Data excerpts
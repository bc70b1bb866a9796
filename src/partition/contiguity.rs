use std::collections::VecDeque;

use crate::partition::Configuration;

/// Check that every region a flip could have affected is a single connected component.
/// See [`Configuration::regions_to_check`] for the regions covered.
pub fn is_contiguous(configuration: &Configuration) -> bool {
    configuration.is_contiguous()
}

impl Configuration {
    /// Regions whose contiguity a flip could have affected: the regions of all
    /// changed units, plus every region listed among their neighbour regions.
    /// Sorted and deduplicated.
    pub fn regions_to_check(&self) -> Vec<u32> {
        let mut regions = self.changed().iter()
            .flat_map(|&node| std::iter::once(self.region(node)).chain(self.neighbor_regions(node).iter().copied()))
            .collect::<Vec<_>>();
        regions.sort_unstable();
        regions.dedup();
        regions
    }

    /// Check that every region a flip could have affected is a single connected component.
    pub fn is_contiguous(&self) -> bool {
        let mut visited = vec![false; self.num_units()];
        self.regions_to_check().into_iter().all(|region| self.region_is_connected(region, &mut visited))
    }

    /// Check every non-empty region, ignoring the change history.
    pub fn is_globally_contiguous(&self) -> bool {
        let mut visited = vec![false; self.num_units()];
        (0..self.graph().region_count() as u32)
            .all(|region| self.region_is_connected(region, &mut visited))
    }

    /// Check whether `region` induces a connected subgraph.
    ///
    /// A member with no same-region neighbour fails immediately, so a region of
    /// one unit counts as disconnected. An empty region passes.
    /// `visited` must be all-false on entry and is all-false again on return.
    fn region_is_connected(&self, region: u32, visited: &mut [bool]) -> bool {
        let members = self.members(region);
        if members.is_empty() { return true }

        // Any isolated member disconnects the region.
        if members.iter().any(|&u| !self.graph().edges(u).any(|v| self.region(v) == region)) { return false }

        // BFS from the first member within `region`.
        let mut seen = 1;
        let mut queue = VecDeque::from([members[0]]);
        visited[members[0]] = true;
        while let Some(u) = queue.pop_front() {
            for v in self.graph().edges(u) {
                if !visited[v] && self.region(v) == region {
                    visited[v] = true;
                    seen += 1;
                    queue.push_back(v);
                }
            }
        }

        members.iter().for_each(|&u| visited[u] = false);
        seen == members.len()
    }

    /// Connected components (as unit index lists) of a region.
    pub fn region_components(&self, region: u32) -> Vec<Vec<usize>> {
        let mut components = Vec::new();
        let mut visited = vec![false; self.num_units()];
        for &u in self.members(region) {
            if visited[u] { continue }
            visited[u] = true;
            let mut component = Vec::new();
            let mut queue = VecDeque::from([u]);
            while let Some(v) = queue.pop_front() {
                component.push(v);
                for w in self.graph().edges(v) {
                    if !visited[w] && self.region(w) == region {
                        visited[w] = true;
                        queue.push_back(w);
                    }
                }
            }
            components.push(component);
        }
        components
    }
}

#[cfg(test)]
mod tests {
    use crate::{build_graph, AdjacencyList, Configuration, ReferenceTable, RegionReference, RewardWeights, UnitRecord};

    // Path a - b - c - d - e - f, regions [R1 R1 R1 R2 R2 R2].
    fn make_path() -> Configuration {
        let ids = ["a", "b", "c", "d", "e", "f"];
        let units = ids.iter().enumerate()
            .map(|(i, &id)| UnitRecord::new(id, if i < 3 { "R1" } else { "R2" }, "X", 10))
            .collect::<Vec<_>>();
        let adjacency = AdjacencyList::from_edges(ids, ids.windows(2).map(|w| (w[0], w[1])));
        let reference = [RegionReference::new("R1", ["X"]), RegionReference::new("R2", ["X"])]
            .into_iter().collect::<ReferenceTable>();
        Configuration::new(build_graph(&units, &adjacency, &reference).unwrap())
    }

    #[test]
    fn unchanged_configuration_checks_nothing() {
        let configuration = make_path();
        assert!(configuration.regions_to_check().is_empty());
        assert!(configuration.is_contiguous());
        assert!(configuration.is_globally_contiguous());
    }

    #[test]
    fn flip_at_the_border_stays_contiguous() {
        let mut configuration = make_path();
        configuration.flip_to("c", "R2").unwrap();

        assert_eq!(configuration.regions_to_check(), vec![0, 1]);
        assert!(configuration.is_contiguous());
        assert_eq!(configuration.region_components(1).len(), 1);
    }

    #[test]
    fn single_unit_region_is_disconnected() {
        let mut configuration = make_path();
        configuration.flip_to("c", "R2").unwrap();
        configuration.flip_to("b", "R2").unwrap();

        // R1 = {a}: its only member has no same-region neighbour.
        assert!(!configuration.is_contiguous());
        assert_eq!(configuration.region_components(0), vec![vec![0]]);
    }

    #[test]
    fn split_region_is_detected() {
        // Chain x1 - x2 - m - y1 - y2 in R2, with m also touching r - r2 in R1.
        let units = vec![
            UnitRecord::new("x1", "R2", "X", 10),
            UnitRecord::new("x2", "R2", "X", 10),
            UnitRecord::new("m", "R2", "X", 10),
            UnitRecord::new("y1", "R2", "X", 10),
            UnitRecord::new("y2", "R2", "X", 10),
            UnitRecord::new("r", "R1", "X", 10),
            UnitRecord::new("r2", "R1", "X", 10),
        ];
        let adjacency = AdjacencyList::from_edges(
            ["x1", "x2", "m", "y1", "y2", "r", "r2"],
            [("x1", "x2"), ("x2", "m"), ("m", "y1"), ("y1", "y2"), ("m", "r"), ("r", "r2")],
        );
        let reference = [RegionReference::new("R1", ["X"]), RegionReference::new("R2", ["X"])]
            .into_iter().collect::<ReferenceTable>();
        let mut configuration = Configuration::new(build_graph(&units, &adjacency, &reference).unwrap());

        // Moving m into R1 cuts R2 into {x1, x2} and {y1, y2}; no member is isolated.
        configuration.flip_to("m", "R1").unwrap();
        let r2 = configuration.graph().region_index("R2").unwrap();
        let mut components = configuration.region_components(r2);
        components.iter_mut().for_each(|c| c.sort_unstable());
        components.sort();
        let index = |id| configuration.graph().unit_index(id).unwrap();
        let mut expected = vec![vec![index("x1"), index("x2")], vec![index("y1"), index("y2")]];
        expected.iter_mut().for_each(|c| c.sort_unstable());
        expected.sort();
        assert_eq!(components, expected);
        assert!(!configuration.is_contiguous());
        assert!(!configuration.is_globally_contiguous());
        assert_eq!(crate::reward(&configuration, &RewardWeights::default()), 0.0);
    }

    #[test]
    fn neighbouring_region_is_checked_too() {
        // Star: hub h in R1 connects leaves x, y (R2) which touch nothing else in R2.
        //   x - h - y,  h - z (R1), z - w (R1)
        let units = vec![
            UnitRecord::new("x", "R2", "X", 10),
            UnitRecord::new("h", "R2", "X", 10),
            UnitRecord::new("y", "R2", "X", 10),
            UnitRecord::new("z", "R1", "X", 10),
            UnitRecord::new("w", "R1", "X", 10),
        ];
        let adjacency = AdjacencyList::from_edges(
            ["x", "h", "y", "z", "w"],
            [("x", "h"), ("h", "y"), ("h", "z"), ("z", "w")],
        );
        let reference = [RegionReference::new("R1", ["X"]), RegionReference::new("R2", ["X"])]
            .into_iter().collect::<ReferenceTable>();
        let mut configuration = Configuration::new(build_graph(&units, &adjacency, &reference).unwrap());

        // Moving the hub into R1 keeps R1 connected but strands x and y.
        configuration.flip_to("h", "R1").unwrap();
        let r2 = configuration.graph().region_index("R2").unwrap();
        assert!(configuration.regions_to_check().contains(&r2));
        assert!(!configuration.is_contiguous());
    }
}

WHAT NEEDS TO BE DONE –
Check which lines of the entries hold the word "true", then please give only how many there are.

EXERCISE OUTPUT –
5